Informazioni ordini
| Nome del prodotto | Codice del prodotto | UNITÀ | Prezzo | Quantità | Preferiti | |
PAR-3 Plasmide Double Nickase (h) | sc-417018-NIC | 20 µg | $410.00 | |||
PAR-3 Plasmide Double Nickase (h2) | sc-417018-NIC-2 | 20 µg | $410.00 |
F2RL2 codifica il recettore attivato da proteasi 3 (PAR-3), un recettore accoppiato a proteine G sensibile alla trombina che modula la segnalazione piastrinica e le risposte delle cellule vascolari attraverso un’attivazione proteolitica regolata. PAR-3 influenza le vie emostatiche e infiammatorie plasmando le reti di segnalazione a valle dei GPCR, inclusa la mobilizzazione del calcio e le cascate di chinasi che si intersecano con l’attivazione cellulare guidata dalla coagulazione. Nell’uomo, alterazioni nella segnalazione della famiglia PAR sono state associate a trombosi disregolata, infiammazione vascolare e interazioni tumore–stroma, rendendo F2RL2 un bersaglio rilevante per studi meccanicistici sulla segnalazione mediata da proteasi. L’analisi della funzione di PAR-3 supporta l’indagine del cross-talk tra proteasi, GPCR e segnali della matrice extracellulare in microambienti rilevanti per la patologia.

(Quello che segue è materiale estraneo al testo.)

//! CLI command implementations.

pub mod auth;
pub mod cart;
pub mod checkout;
pub mod config;

use clap::{Args, Subcommand};

/// Arguments for the cart command.
#[derive(Args)]
pub struct CartArgs {
    #[command(subcommand)]
    pub command: Option<CartCommand>,
}

#[derive(Subcommand)]
pub enum CartCommand {
    /// Show the cart with its totals.
    Show,
    /// Add a product, or change the quantity of one already in the cart.
    Add {
        /// Product ID.
        product_id: String,

        /// Quantity; clamped to what is in stock.
        #[arg(short, long, default_value_t = 1, allow_negative_numbers = true)]
        qty: i64,
    },
    /// Remove a product from the cart.
    Remove {
        /// Product ID.
        product_id: String,
    },
    /// Empty the cart and forget the shipping address and payment method.
    Clear {
        /// Skip confirmation.
        #[arg(short, long)]
        yes: bool,
    },
}

/// Arguments for the login command.
#[derive(Args)]
pub struct LoginArgs {
    /// Account email.
    pub email: String,

    /// Password (prompted for when omitted).
    #[arg(short, long)]
    pub password: Option<String>,
}

/// Arguments for the whoami command.
#[derive(Args)]
pub struct WhoamiArgs {
    /// Ask the backend whether the session is still accepted.
    #[arg(long)]
    pub check: bool,
}

/// Arguments for the checkout command.
#[derive(Args)]
pub struct CheckoutArgs {
    #[command(subcommand)]
    pub command: CheckoutCommand,
}

#[derive(Subcommand)]
pub enum CheckoutCommand {
    /// Enter the shipping address; without arguments, show the saved one.
    Shipping {
        /// Street address.
        address: Option<String>,
        city: Option<String>,
        postal_code: Option<String>,
        country: Option<String>,
    },
    /// Choose the payment method.
    Payment {
        /// Method identifier.
        #[arg(default_value = "COD")]
        method: String,
    },
    /// Review the order before placing it.
    Review,
    /// Place the order.
    Place {
        /// Skip confirmation prompt.
        #[arg(short, long)]
        yes: bool,
    },
}

/// Arguments for the config command.
#[derive(Args)]
pub struct ConfigArgs {
    #[command(subcommand)]
    pub command: ConfigCommand,
}

#[derive(Subcommand)]
pub enum ConfigCommand {
    /// Show current configuration.
    Show,
    /// Initialize a new config file.
    Init {
        /// Force overwrite existing config.
        #[arg(short, long)]
        force: bool,
    },
}
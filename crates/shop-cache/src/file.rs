//! File-backed store.

use crate::store::{validate_key, KeyValueStore};
use crate::CacheError;
use std::fs;
use std::io::ErrorKind;
use std::path::{Path, PathBuf};

/// Durable store keeping one file per key inside a directory.
///
/// Writes go to a temporary sibling first and are renamed into place, so a
/// crash mid-write leaves either the old value or the new one.
#[derive(Debug, Clone)]
pub struct FileStore {
    dir: PathBuf,
}

impl FileStore {
    /// Open (and create if needed) a store rooted at `dir`.
    pub fn open(dir: impl Into<PathBuf>) -> Result<Self, CacheError> {
        let dir = dir.into();
        fs::create_dir_all(&dir)
            .map_err(|e| CacheError::OpenError(format!("{}: {}", dir.display(), e)))?;
        Ok(Self { dir })
    }

    /// Directory holding the stored values.
    pub fn dir(&self) -> &Path {
        &self.dir
    }

    fn path_for(&self, key: &str) -> Result<PathBuf, CacheError> {
        validate_key(key)?;
        Ok(self.dir.join(format!("{key}.json")))
    }
}

impl KeyValueStore for FileStore {
    fn read_key(&self, key: &str) -> Result<Option<String>, CacheError> {
        let path = self.path_for(key)?;
        match fs::read_to_string(&path) {
            Ok(value) => Ok(Some(value)),
            Err(e) if e.kind() == ErrorKind::NotFound => Ok(None),
            Err(e) => Err(e.into()),
        }
    }

    fn write_key(&self, key: &str, value: &str) -> Result<(), CacheError> {
        let path = self.path_for(key)?;
        let tmp = self.dir.join(format!(".{key}.json.tmp"));
        fs::write(&tmp, value)?;
        fs::rename(&tmp, &path)?;
        tracing::trace!(key, bytes = value.len(), "stored value");
        Ok(())
    }

    fn delete_key(&self, key: &str) -> Result<(), CacheError> {
        let path = self.path_for(key)?;
        match fs::remove_file(&path) {
            Ok(()) => Ok(()),
            Err(e) if e.kind() == ErrorKind::NotFound => Ok(()),
            Err(e) => Err(e.into()),
        }
    }
}

#[cfg(test)]
mod tests {
    use super::*;

    #[test]
    fn test_round_trip_survives_reopen() {
        let dir = tempfile::tempdir().unwrap();
        let store = FileStore::open(dir.path()).unwrap();
        store.write_key("shippingAddress", r#"{"city":"Dhaka"}"#).unwrap();

        let reopened = FileStore::open(dir.path()).unwrap();
        assert_eq!(
            reopened.read_key("shippingAddress").unwrap().as_deref(),
            Some(r#"{"city":"Dhaka"}"#)
        );
    }

    #[test]
    fn test_missing_key_reads_none() {
        let dir = tempfile::tempdir().unwrap();
        let store = FileStore::open(dir.path()).unwrap();
        assert_eq!(store.read_key("cartItems").unwrap(), None);
        assert!(!store.exists("cartItems").unwrap());
    }

    #[test]
    fn test_delete_removes_file() {
        let dir = tempfile::tempdir().unwrap();
        let store = FileStore::open(dir.path()).unwrap();
        store.write_key("cartItems", "[]").unwrap();
        store.delete_key("cartItems").unwrap();
        store.delete_key("cartItems").unwrap();
        assert_eq!(store.read_key("cartItems").unwrap(), None);
    }

    #[test]
    fn test_open_creates_nested_dir() {
        let dir = tempfile::tempdir().unwrap();
        let nested = dir.path().join("a").join("b");
        let store = FileStore::open(&nested).unwrap();
        assert!(store.dir().is_dir());
    }

    #[test]
    fn test_rejects_traversal_key() {
        let dir = tempfile::tempdir().unwrap();
        let store = FileStore::open(dir.path()).unwrap();
        assert!(matches!(
            store.write_key("../escape", "x"),
            Err(CacheError::InvalidKey(_))
        ));
    }
}
use crate::domain::capabilities::{
    ArbitrationCandidate, Domain, DiscoveryScope, InterfaceName, LocalCapabilitiesEntry,
    MajorVersion, ProviderScope,
};
use crate::domain::ParticipantId;
use crate::persistence::{JsonRecordStore, ParticipantIdStore};

use super::global_client::GlobalDirectoryClient;
use super::LcdError;

type IndexKey = (Domain, InterfaceName, MajorVersion);
type WaiterKey = (Vec<String>, String);
type WaiterResult = Result<Vec<LocalCapabilitiesEntry>, String>;

/// The local capabilities cache plus its global-directory collaborator.
pub struct LocalCapabilitiesDirectory {
    entries: DashMap<ParticipantId, LocalCapabilitiesEntry>,
    by_interface: DashMap<IndexKey, HashSet<ParticipantId>>,
    records: Arc<JsonRecordStore<LocalCapabilitiesEntry>>,
    participant_ids: Arc<ParticipantIdStore>,
    global_client: Arc<dyn GlobalDirectoryClient>,
    cache_max_age_ms: u64,
    pending_global_lookups: DashMap<WaiterKey, Vec<oneshot::Sender<WaiterResult>>>,
}
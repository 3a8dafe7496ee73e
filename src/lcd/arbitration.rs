//! Arbitration helper (§4.10): applies a proxy-supplied strategy to the
//! candidates returned from a [`super::directory::LocalCapabilitiesDirectory::lookup`]
//! call. The selection logic itself lives on the domain type; this module
//! only re-exports it under the LCD's public surface.

pub use crate::domain::capabilities::{ArbitrationCandidate, ArbitrationResult, ArbitrationStrategy};

/// Applies `strategy` to `candidates`, returning the selected subset.
#[must_use]
pub fn arbitrate(
    strategy: &ArbitrationStrategy,
    candidates: Vec<ArbitrationCandidate>,
    now_ms: u64,
) -> ArbitrationResult {
    ArbitrationResult::apply(strategy, candidates, now_ms)
}
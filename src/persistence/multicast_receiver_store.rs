//! Multicast-receiver directory persistence file (§6b): maps a multicast
//! id to its comma-separated set of receiver participant ids, so local
//! fan-out registrations survive restarts.

use std::collections::HashSet;

use super::ini_store::{IniStore, IniStoreError};
use crate::domain::{MulticastId, ParticipantId};

/// Thin wrapper over [`IniStore`] storing receiver sets keyed by multicast
/// id.
pub struct MulticastReceiverStore {
    ini: IniStore,
}

impl MulticastReceiverStore {
    /// Loads the multicast-receiver directory file at `path`.
    ///
    /// # Errors
    ///
    /// Returns [`IniStoreError`] if the file exists but cannot be parsed.
    pub fn load(path: std::path::PathBuf) -> Result<Self, IniStoreError> {
        Ok(Self {
            ini: IniStore::load(path)?,
        })
    }

    /// Returns the receiver set for `multicast_id`, if any entries exist.
    #[must_use]
    pub fn get(&self, multicast_id: &MulticastId) -> HashSet<ParticipantId> {
        self.ini
            .get(multicast_id.as_ref())
            .map(|raw| {
                raw.split(',')
                    .filter(|s| !s.is_empty())
                    .filter_map(|s| uuid::Uuid::parse_str(s).ok())
                    .map(ParticipantId::new)
                    .collect()
            })
            .unwrap_or_default()
    }

    /// Overwrites the receiver set for `multicast_id`.
    ///
    /// # Errors
    ///
    /// Returns [`IniStoreError`] if the write-replace fails.
    pub fn set(&self, multicast_id: &MulticastId, receivers: &HashSet<ParticipantId>) -> Result<(), IniStoreError> {
        let joined = receivers
            .iter()
            .map(ToString::to_string)
            .collect::<Vec<_>>()
            .join(",");
        self.ini.set(multicast_id.as_ref().clone(), joined)
    }

    /// Removes the entry for `multicast_id` entirely.
    ///
    /// # Errors
    ///
    /// Returns [`IniStoreError`] if the write-replace fails.
    pub fn remove(&self, multicast_id: &MulticastId) -> Result<(), IniStoreError> {
        self.ini.remove(multicast_id.as_ref())
    }

    /// All persisted `(multicast_id, receivers)` pairs, as raw strings, for
    /// restart replay.
    #[must_use]
    pub fn entries(&self) -> Vec<(String, String)> {
        self.ini.entries()
    }
}
//! Participant-id persistence file (§6a): maps
//! `joynr.participant.<domain>.<interface>.v<major>` to a participant id,
//! surviving restarts so a provider keeps the same id across process
//! lifetimes.

use super::ini_store::{IniStore, IniStoreError};
use crate::domain::capabilities::{Domain, InterfaceName, MajorVersion};
use crate::domain::ParticipantId;

/// Builds the persistence key for a `(domain, interface, majorVersion)`
/// triple, replacing slashes in the domain/interface names with dots per
/// the §6 key format.
#[must_use]
pub fn participant_key(domain: &Domain, interface_name: &InterfaceName, major_version: MajorVersion) -> String {
    format!(
        "joynr.participant.{}.{}.v{}",
        domain.as_ref().replace('/', "."),
        interface_name.as_ref().replace('/', "."),
        major_version
    )
}

/// Thin wrapper over [`IniStore`] that reads/writes [`ParticipantId`]
/// values.
pub struct ParticipantIdStore {
    ini: IniStore,
}

impl ParticipantIdStore {
    /// Loads the participant-id file at `path`.
    ///
    /// # Errors
    ///
    /// Returns [`IniStoreError`] if the file exists but cannot be parsed.
    pub fn load(path: std::path::PathBuf) -> Result<Self, IniStoreError> {
        Ok(Self {
            ini: IniStore::load(path)?,
        })
    }

    /// Returns the persisted participant id for the given registration
    /// key, if any.
    #[must_use]
    pub fn get(&self, domain: &Domain, interface_name: &InterfaceName, major_version: MajorVersion) -> Option<ParticipantId> {
        self.ini
            .get(&participant_key(domain, interface_name, major_version))
            .and_then(|raw| uuid::Uuid::parse_str(&raw).ok())
            .map(ParticipantId::new)
    }

    /// Persists `participant_id` under the registration key, so future
    /// restarts reuse the same id.
    ///
    /// # Errors
    ///
    /// Returns [`IniStoreError`] if the write-replace fails.
    pub fn set(
        &self,
        domain: &Domain,
        interface_name: &InterfaceName,
        major_version: MajorVersion,
        participant_id: ParticipantId,
    ) -> Result<(), IniStoreError> {
        self.ini.set(
            participant_key(domain, interface_name, major_version),
            participant_id.to_string(),
        )
    }
}

#[cfg(test)]
mod tests {
    use super::*;
    use tempfile::tempdir;

    #[test]
    fn key_replaces_slashes_with_dots() {
        let domain = Domain::try_new("com/example/fleet").unwrap();
        let interface = InterfaceName::try_new("Vehicle/Status").unwrap();
        let key = participant_key(&domain, &interface, MajorVersion::new(2));
        assert_eq!(key, "joynr.participant.com.example.fleet.Vehicle.Status.v2");
    }

    #[test]
    fn round_trips_a_participant_id() {
        let dir = tempdir().unwrap();
        let path = dir.path().join("participants.ini");
        let domain = Domain::try_new("calculator").unwrap();
        let interface = InterfaceName::try_new("Calculator").unwrap();
        let id = ParticipantId::generate();
        {
            let store = ParticipantIdStore::load(path.clone()).unwrap();
            store.set(&domain, &interface, MajorVersion::new(1), id).unwrap();
        }
        let reloaded = ParticipantIdStore::load(path).unwrap();
        assert_eq!(reloaded.get(&domain, &interface, MajorVersion::new(1)), Some(id));
    }
}
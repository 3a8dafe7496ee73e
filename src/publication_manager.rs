//! C8 — Publication Manager.
//!
//! Provider-side counterpart to the Subscription Manager: qos bounds and
//! cross-field invariants are already enforced by
//! [`crate::domain::qos`]'s smart constructors, so this component's job is
//! wiring, not re-validating. It persists one JSON record per subscription
//! (§6c) so registrations survive restarts, and schedules on-change
//! coalescing, periodic, keep-alive, alert, and expiry timers through C5.

use std::sync::atomic::{AtomicBool, AtomicU64, Ordering};
use std::sync::{Arc, Mutex};

use dashmap::DashMap;
use serde::{Deserialize, Serialize};
use thiserror::Error;
use tracing::instrument;

use crate::domain::message::{now_ms, CustomHeaders, EffortLevel, MessageParams};
use crate::domain::{
    Message, MessageType, MulticastId, ParticipantId, SubscriptionId, SubscriptionQos,
    HEADER_ERROR, HEADER_MULTICAST_ID, HEADER_SUBSCRIPTION_ID,
};
use crate::persistence::{JsonRecordStore, JsonRecordStoreError};
use crate::router::MessageRouter;
use crate::scheduler::{DelayedScheduler, ScheduleHandle};

/// Errors raised by the publication manager.
#[derive(Debug, Error)]
pub enum PublicationError {
    /// The subscription id was not found.
    #[error("unknown publication subscription {0}")]
    UnknownSubscription(SubscriptionId),
    /// The persisted record could not be read, written, or removed.
    #[error(transparent)]
    Persistence(#[from] JsonRecordStoreError),
}

/// Provider-side collaborator the publication manager reads values from and
/// registers change callbacks with.
pub trait ProviderCaller: Send + Sync {
    /// Reads the current serialized value of `attribute_or_broadcast_name`,
    /// used for periodic ticks and keep-alive publications.
    fn read_value(&self, attribute_or_broadcast_name: &str) -> Vec<u8>;

    /// Registers `on_change` to be invoked with the new serialized value
    /// whenever `attribute_or_broadcast_name` changes or a broadcast fires.
    fn subscribe_to_changes(
        &self,
        attribute_or_broadcast_name: &str,
        on_change: Arc<dyn Fn(Vec<u8>) + Send + Sync>,
    );
}

/// Request to start publishing for one subscription.
pub struct PublicationRequest {
    /// The subscription id, shared with the consumer's Subscription Manager.
    pub subscription_id: SubscriptionId,
    /// The provider whose value is being published.
    pub provider_id: ParticipantId,
    /// The consumer receiving unicast publications (ignored for multicast
    /// qos, where fan-out is resolved by the router's receiver set).
    pub consumer_id: ParticipantId,
    /// Name of the attribute or broadcast being published.
    pub attribute_or_broadcast_name: String,
    /// The subscription's qos.
    pub qos: SubscriptionQos,
}

#[derive(Clone, Serialize, Deserialize)]
struct PublicationRecordData {
    provider_id: ParticipantId,
    consumer_id: ParticipantId,
    attribute_or_broadcast_name: String,
    qos: SubscriptionQos,
}

/// Which wire header correlates a published message back to its
/// subscription: a plain subscription id for unicast qos, or the full
/// multicast channel id for [`SubscriptionQos::Multicast`].
enum PublicationCorrelation {
    Subscription(SubscriptionId),
    Multicast(MulticastId),
}

impl PublicationCorrelation {
    fn stamp(&self, headers: &mut CustomHeaders) {
        match self {
            Self::Subscription(id) => {
                headers.insert(HEADER_SUBSCRIPTION_ID.to_string(), id.to_string());
            }
            Self::Multicast(id) => {
                headers.insert(HEADER_MULTICAST_ID.to_string(), id.to_string());
            }
        }
    }
}

/// Shared publish path for one subscription: builds and routes the message,
/// tracking when the last one went out so coalescing and keep-alive ticks
/// can compare against it. `stopped` is shared with the
/// [`PublicationEntry`] that owns this subscription's timers, so
/// [`PublicationManager::remove`] disables every future publication in one
/// store, including ones already in flight from a provider change callback.
struct PublicationState {
    router: Arc<MessageRouter>,
    stopped: Arc<AtomicBool>,
    last_published_ms: AtomicU64,
    provider_id: ParticipantId,
    consumer_id: ParticipantId,
    message_type: MessageType,
    publication_ttl_ms: u64,
    correlation: PublicationCorrelation,
}

impl PublicationState {
    fn publish(&self, value: Vec<u8>) {
        if self.stopped.load(Ordering::SeqCst) {
            return;
        }
        let mut headers = CustomHeaders::new();
        self.correlation.stamp(&mut headers);
        let Ok(message) = Message::try_new(MessageParams {
            sender: self.provider_id,
            recipient: self.consumer_id,
            message_type: self.message_type,
            expiry_ms: now_ms() + self.publication_ttl_ms,
            effort: EffortLevel::Assured,
            reply_to: None,
            headers,
            encrypt: false,
            compress: false,
            payload: value,
        }) else {
            return;
        };
        self.last_published_ms.store(now_ms(), Ordering::SeqCst);
        let router = Arc::clone(&self.router);
        tokio::spawn(async move {
            router.route(message, 0).await;
        });
    }
}

/// A self-rescheduling tick: fires `body`, then schedules its own next run,
/// storing the current handle so it can be cancelled from outside.
struct RecurringTick {
    scheduler: Arc<DelayedScheduler>,
    interval_ms: u64,
    handle: Mutex<Option<ScheduleHandle>>,
    stopped: AtomicBool,
    body: Box<dyn Fn() + Send + Sync>,
}

impl RecurringTick {
    fn start(scheduler: Arc<DelayedScheduler>, interval_ms: u64, body: Box<dyn Fn() + Send + Sync>) -> Arc<Self> {
        let tick = Arc::new(Self {
            scheduler,
            interval_ms,
            handle: Mutex::new(None),
            stopped: AtomicBool::new(false),
            body,
        });
        Arc::clone(&tick).reschedule();
        tick
    }

    fn fire(self: Arc<Self>) {
        if self.stopped.load(Ordering::SeqCst) {
            return;
        }
        (self.body)();
        self.reschedule();
    }

    fn reschedule(self: Arc<Self>) {
        let next = Arc::clone(&self);
        let handle = self.scheduler.schedule(self.interval_ms, move || next.fire());
        *self.handle.lock().expect("recurring tick poisoned") = Some(handle);
    }

    fn cancel(&self) {
        self.stopped.store(true, Ordering::SeqCst);
        if let Some(handle) = self.handle.lock().expect("recurring tick poisoned").take() {
            self.scheduler.unschedule(handle);
        }
    }
}

struct PublicationEntry {
    periodic_tick: Option<Arc<RecurringTick>>,
    keep_alive_tick: Option<Arc<RecurringTick>>,
    on_change_handle: Arc<Mutex<Option<ScheduleHandle>>>,
    alert_tick: Option<Arc<RecurringTick>>,
    expiry_handle: ScheduleHandle,
    stopped: Arc<AtomicBool>,
}

/// Manages provider-side publication wiring for every active subscription
/// this CC's providers serve.
pub struct PublicationManager {
    scheduler: Arc<DelayedScheduler>,
    router: Arc<MessageRouter>,
    records: Arc<JsonRecordStore<PublicationRecordData>>,
    entries: DashMap<SubscriptionId, PublicationEntry>,
}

PAR-3 Il plasmide Double Nickase (h) consiste in una coppia di plasmidi ingegnerizzati per l'editing ad alta specificità del locus F2RL2 nelle linee cellulari human. Ciascun plasmide esprime una nickasi Cas9 D10A e un sgRNA distinto che prende di mira filamenti di DNA opposti all'interno di F2RL2. Quando indirizzate verso siti adiacenti su filamenti di DNA opposti, le due nickasi generano tagli a filamento singolo sfalsati che insieme producono una rottura a doppio filamento sfalsata, richiedendo un'attività coordinata sul bersaglio da entrambe le guide. La rottura del DNA risultante viene risolta da vie di riparazione cellulare endogene, più comunemente attraverso la giunzione non omologa delle estremità (NHEJ), portando a inserzioni o delezioni che interrompono la funzione di F2RL2. Richiedendo il coinvolgimento di due sgRNA nel locus bersaglio, l'approccio a doppia nickasi migliora la specificità dell'editing e fornisce una strategia CRISPR complementare per applicazioni in cui è desiderato un controllo aggiuntivo sulla precisione del targeting.
Per supportare l'identificazione efficiente delle cellule modificate, un plasmide codifica la GFP per la visualizzazione fluorescente delle popolazioni trasfettate, mentre il plasmide di accompagnamento porta un gene di resistenza alla puromicina per la selezione antibiotica. Insieme, queste caratteristiche supportano l'arricchimento efficiente delle popolazioni co-trasfettate e semplificano la convalida dei cloni con F2RL2 interrotto.
Solo per uso di ricerca. Non destinato a uso diagnostico o terapeutico.